* [Required work]:
Among the entries below, find the lines with the word "EngineConfig" and return them.

* [Supplied records]:
::::

#![allow(dead_code)]

pub mod mocks;
pub mod strategies;

pub use mocks::*;

use std::sync::Arc;
use tasklane::cache::TieredCache;
use tasklane::config::EngineConfig;
use tasklane::events::EventPublisher;
use tasklane::execution::{TaskExecutor, TaskResult};
use tasklane::pool::ResourcePool;

/// Install a test subscriber once; later calls are no-ops
pub fn init_test_logging() {
    let _ = tracing_subscriber::fmt()
        .with_env_filter(
            tracing_subscriber::EnvFilter::try_from_default_env()
                .unwrap_or_else(|_| tracing_subscriber::EnvFilter::new("warn")),
        )
        .with_test_writer()
        .try_init();
}

/// Executor with its own pool, cache and event channel
pub struct TestEngine {
    pub executor: TaskExecutor<MockConnection>,
    pub factory: Arc<CountingFactory>,
    pub events: EventPublisher,
}

impl TestEngine {
    pub async fn new(config: EngineConfig) -> Self {
        init_test_logging();
        let events = EventPublisher::default();
        let factory = CountingFactory::new();
        let pool = Arc::new(
            ResourcePool::<MockConnection>::new(factory.clone(), config.pool.clone())
                .await
                .expect("pool should open its minimum handles"),
        );
        let cache: Arc<TieredCache<TaskResult>> =
            Arc::new(TieredCache::new(&config, events.clone()));
        let executor = TaskExecutor::new(&config, pool, cache, events.clone());
        Self {
            executor,
            factory,
            events,
        }
    }

    pub async fn for_test() -> Self {
        Self::new(EngineConfig::for_test()).await
    }
}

::::

* [Response to this exercise]:
use tasklane::config::EngineConfig;
    pub async fn new(config: EngineConfig) -> Self {
        Self::new(EngineConfig::for_test()).await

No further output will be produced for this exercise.